It’s finally here. The greatest event on Earth. The two weeks every four years that I cry more than the rest of the four years put together. The celebration of global peace and unity when the United States of America reminds everyone that we will always and forever be better than them. THE OLYMPICS.
Even the most French possible opening ceremonies held in the pouring rain because France has something against roofs (and air conditioning) could not stop me from feeling more hope and joy and happiness than I have since… well, Sunday.
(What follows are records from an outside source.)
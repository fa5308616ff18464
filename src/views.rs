//! Client-side views over loaded records.
//!
//! Searching, sorting, and aggregating happen locally on whatever the
//! containers currently hold; none of these helpers issue requests.

use core::cmp::Ordering;
use core::fmt;
use core::str::FromStr;
use std::collections::BTreeMap;

use chrono::{DateTime, NaiveDateTime, Timelike};

use crate::models::{
    BillingRecord, BillingStatus, Commission, Merchant, MerchantStatus, RecurringStatus,
    RecurringTransaction, SortDirection, Transaction, TransactionStatus,
};

/// Timestamp layouts accepted when no offset is present.
const NAIVE_TIMESTAMP_FORMATS: [&str; 3] =
    ["%Y-%m-%dT%H:%M:%S%.f", "%Y-%m-%d %H:%M:%S%.f", "%Y-%m-%dT%H:%M"];

/// Case-insensitive substring test against a lower-cased needle.
fn contains_folded(haystack: &str, needle: &str) -> bool {
    haystack.to_lowercase().contains(needle)
}

/// Merchants whose trade name, code, tax ID, or legal name contains
/// `term`, ignoring case. An empty term matches everything.
#[inline]
#[must_use]
pub fn search_merchants<'m>(merchants: &'m [Merchant], term: &str) -> Vec<&'m Merchant> {
    let needle = term.trim().to_lowercase();
    merchants
        .iter()
        .filter(|merchant| {
            contains_folded(&merchant.trade_name, &needle)
                || merchant
                    .code
                    .as_ref()
                    .is_some_and(|code| contains_folded(code.as_inner(), &needle))
                || contains_folded(&merchant.tax_id, &needle)
                || contains_folded(&merchant.legal_name, &needle)
        })
        .collect()
}

/// Number of merchants with the given status.
#[inline]
#[must_use]
pub fn count_merchants(merchants: &[Merchant], status: MerchantStatus) -> usize {
    merchants
        .iter()
        .filter(|merchant| merchant.status == status)
        .count()
}

/// Commissions whose type code, type label, or code contains `term`,
/// ignoring case.
#[inline]
#[must_use]
pub fn search_commissions<'c>(commissions: &'c [Commission], term: &str) -> Vec<&'c Commission> {
    let needle = term.trim().to_lowercase();
    commissions
        .iter()
        .filter(|commission| {
            contains_folded(commission.kind.code(), &needle)
                || contains_folded(commission.kind.label(), &needle)
                || commission
                    .code
                    .as_deref()
                    .is_some_and(|code| contains_folded(code, &needle))
        })
        .collect()
}

/// Recurring transactions with the given status.
#[inline]
#[must_use]
pub fn filter_recurring(
    recurring: &[RecurringTransaction],
    status: RecurringStatus,
) -> Vec<&RecurringTransaction> {
    recurring.iter().filter(|item| item.status == status).collect()
}

/// Transactions whose code or card brand contains `term`, ignoring case.
#[inline]
#[must_use]
pub fn search_transactions<'t>(transactions: &'t [Transaction], term: &str) -> Vec<&'t Transaction> {
    let needle = term.trim().to_lowercase();
    transactions
        .iter()
        .filter(|tx| {
            tx.code
                .as_ref()
                .is_some_and(|code| contains_folded(code.as_inner(), &needle))
                || tx
                    .brand
                    .as_deref()
                    .is_some_and(|brand| contains_folded(brand, &needle))
        })
        .collect()
}

// ── Billing ─────────────────────────────────────────────────────────────

/// Column a billing table can be ordered by.
#[derive(Debug, Clone, Copy, PartialEq, Eq, Default)]
pub enum BillingSortField {
    /// Billing date.
    #[default]
    BilledOn,
    /// Payment date; unpaid records have none.
    PaidOn,
    /// Start of the billed period.
    PeriodStart,
    /// Billed amount.
    Value,
}

impl BillingSortField {
    /// Command-line name of the field.
    #[inline]
    #[must_use]
    pub const fn as_str(self) -> &'static str {
        match self {
            Self::BilledOn => "billed-on",
            Self::PaidOn => "paid-on",
            Self::PeriodStart => "period-start",
            Self::Value => "value",
        }
    }
}

impl fmt::Display for BillingSortField {
    #[inline]
    fn fmt(&self, f: &mut fmt::Formatter<'_>) -> fmt::Result {
        f.write_str(self.as_str())
    }
}

impl FromStr for BillingSortField {
    type Err = String;

    #[inline]
    fn from_str(s: &str) -> Result<Self, Self::Err> {
        match s {
            "billed-on" => Ok(Self::BilledOn),
            "paid-on" => Ok(Self::PaidOn),
            "period-start" => Ok(Self::PeriodStart),
            "value" => Ok(Self::Value),
            other => Err(format!(
                "unknown sort field `{other}` (expected billed-on, paid-on, period-start or value)"
            )),
        }
    }
}

/// Billing records narrowed by status and search term.
///
/// The term matches the billing code or merchant code ignoring case, or
/// the decimal rendering of the value.
#[inline]
#[must_use]
pub fn filter_billing<'b>(
    records: &'b [BillingRecord],
    status: Option<BillingStatus>,
    term: &str,
) -> Vec<&'b BillingRecord> {
    let needle = term.trim().to_lowercase();
    records
        .iter()
        .filter(|record| status.is_none_or(|wanted| record.status == wanted))
        .filter(|record| {
            contains_folded(&record.code, &needle)
                || contains_folded(record.merchant.as_inner(), &needle)
                || record.value.to_string().contains(&needle)
        })
        .collect()
}

/// Sorts billing records in place. Missing payment dates go last when
/// ascending and first when descending.
#[inline]
pub fn sort_billing(records: &mut [&BillingRecord], field: BillingSortField, direction: SortDirection) {
    records.sort_by(|left, right| compare_billing(left, right, field, direction));
}

/// Orders two records by one column in one direction.
fn compare_billing(
    left: &BillingRecord,
    right: &BillingRecord,
    field: BillingSortField,
    direction: SortDirection,
) -> Ordering {
    let ordering = match field {
        BillingSortField::BilledOn => left.billed_on.cmp(&right.billed_on),
        BillingSortField::PeriodStart => left.period_start.cmp(&right.period_start),
        BillingSortField::Value => left.value.total_cmp(&right.value),
        BillingSortField::PaidOn => match (left.paid_on, right.paid_on) {
            (Some(a), Some(b)) => a.cmp(&b),
            (None, None) => Ordering::Equal,
            (None, Some(_)) => {
                return match direction {
                    SortDirection::Asc => Ordering::Greater,
                    SortDirection::Desc => Ordering::Less,
                };
            }
            (Some(_), None) => {
                return match direction {
                    SortDirection::Asc => Ordering::Less,
                    SortDirection::Desc => Ordering::Greater,
                };
            }
        },
    };
    match direction {
        SortDirection::Asc => ordering,
        SortDirection::Desc => ordering.reverse(),
    }
}

/// Sums of billed values per status.
#[derive(Debug, Clone, Copy, PartialEq, Default)]
pub struct BillingTotals {
    /// Total of paid records.
    pub paid: f64,
    /// Total of pending records.
    pub pending: f64,
}

/// Sums the paid and pending values over all `records`.
#[inline]
#[must_use]
pub fn billing_totals(records: &[BillingRecord]) -> BillingTotals {
    records
        .iter()
        .fold(BillingTotals::default(), |mut totals, record| {
            match record.status {
                BillingStatus::Paid => totals.paid += record.value,
                BillingStatus::Pending => totals.pending += record.value,
                BillingStatus::Unknown => {}
            }
            totals
        })
}

// ── Transactions ────────────────────────────────────────────────────────

/// Aggregate figures over a page of transactions.
#[derive(Debug, Clone, PartialEq, Default)]
pub struct TransactionSummary {
    /// Number of transactions.
    pub count: usize,
    /// Sum of amounts; missing amounts count as zero.
    pub total_amount: f64,
    /// Number of completed transactions.
    pub completed: usize,
    /// Share of completed transactions, in percent.
    pub completion_rate: f64,
    /// Transactions per status; missing statuses count as unknown.
    pub by_status: BTreeMap<TransactionStatus, usize>,
    /// Transactions per hour of day, from the timestamp's own clock.
    pub by_hour: [usize; 24],
}

impl TransactionSummary {
    /// Computes the summary of `transactions`.
    #[must_use]
    pub fn of(transactions: &[Transaction]) -> Self {
        let mut summary = Self {
            count: transactions.len(),
            ..Self::default()
        };
        for tx in transactions {
            summary.total_amount += tx.amount.unwrap_or_default();
            let status = tx.status.unwrap_or(TransactionStatus::Unknown);
            if status == TransactionStatus::Completed {
                summary.completed += 1;
            }
            *summary.by_status.entry(status).or_default() += 1;
            if let Some(slot) = tx
                .timestamp
                .as_deref()
                .and_then(hour_of)
                .and_then(|hour| summary.by_hour.get_mut(hour))
            {
                *slot += 1;
            }
        }
        if summary.count > 0 {
            summary.completion_rate = ratio(summary.completed, summary.count) * 100.0;
        }
        summary
    }

    /// Completion rate rounded to one decimal.
    #[inline]
    #[must_use]
    pub fn completion_rate_rounded(&self) -> f64 {
        (self.completion_rate * 10.0).round() / 10.0
    }
}

/// `part / whole` as a float.
#[allow(
    clippy::cast_precision_loss,
    reason = "page-sized counts are far below 2^52"
)]
fn ratio(part: usize, whole: usize) -> f64 {
    part as f64 / whole as f64
}

/// Hour of day of a service timestamp, or `None` if it does not parse.
fn hour_of(raw: &str) -> Option<usize> {
    let hour = DateTime::parse_from_rfc3339(raw)
        .map(|stamp| stamp.hour())
        .ok()
        .or_else(|| {
            NAIVE_TIMESTAMP_FORMATS.iter().find_map(|format| {
                NaiveDateTime::parse_from_str(raw, format)
                    .ok()
                    .map(|stamp| stamp.hour())
            })
        })?;
    usize::try_from(hour).ok()
}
For the next two weeks, the Olympics will be my entire personality. I will use the Olympics coasters that I got at the Olympics Museum in Lausanne (why yes, I have been to the Olympics Museum in Lausanne, did I not mention that?). I will suffer through the most god awful sports commentating that NBC can offer because I no longer live in Seattle where I could hack the CBC’s far superior offerings. I will cry my eyes out every time America wins, which will be a lot, cheer on my second favorite team, the Refugees, and my third favorite team, Palestine, and jam out to Le Marseillais which I will never admit is actually the greatest national anthem on Earth, followed closely by the Star Spangled Banner and the Michigan Fight Song. I will absolutely lose my shit watching synchronized swimming, sit on the edge of my seat during trampolining because that is the one sport in which someone is almost certain to die, and hold my breath and cringe while watching those poor swimmers race in the absolutely disgusting and e coli ridden Seine.
As I watch steampunk fencing guy race a steel horse across the Seine to give the athletes time to file off of the 9000 boats they used for the march of the athletes and into the temporary stadium I am reminded of Baron Pierre de Coubertin (yes, a French guy) who singlehandedly revived the Olympics and gave us this joyous, marvelous, extraordinary, thrilling, absolutely magnificent global event. If one man could do that, then any of us can do anything.
Good luck to all of the tiny countries with one or two athletes who have worked so hard to get here. I hope you all win. A bronze, not a gold. Sorry, those are spoken for.
Good luck to the legendary Paris pickpockets who will retire as millionaires after the Olympics are over.
Good luck to the athletes who have been standing in the rain for about six hours now. I hope none of you get pneumonia because the French Olympic Committee thought it would be really cool to pollute the Seine one last time before the swimmers got in.
And good luck to Team USA, the greatest Olympic team in history, and we did it without cheating, who will continue to remind people that if you come for America, you will lose, every time.
Unless you are Vietnam.
Oh yeah, and good luck to the IOC, the second most corrupt organization in the world after FIFA, may all of your brown baggies of cash find a good home in a lovely Swiss bank account.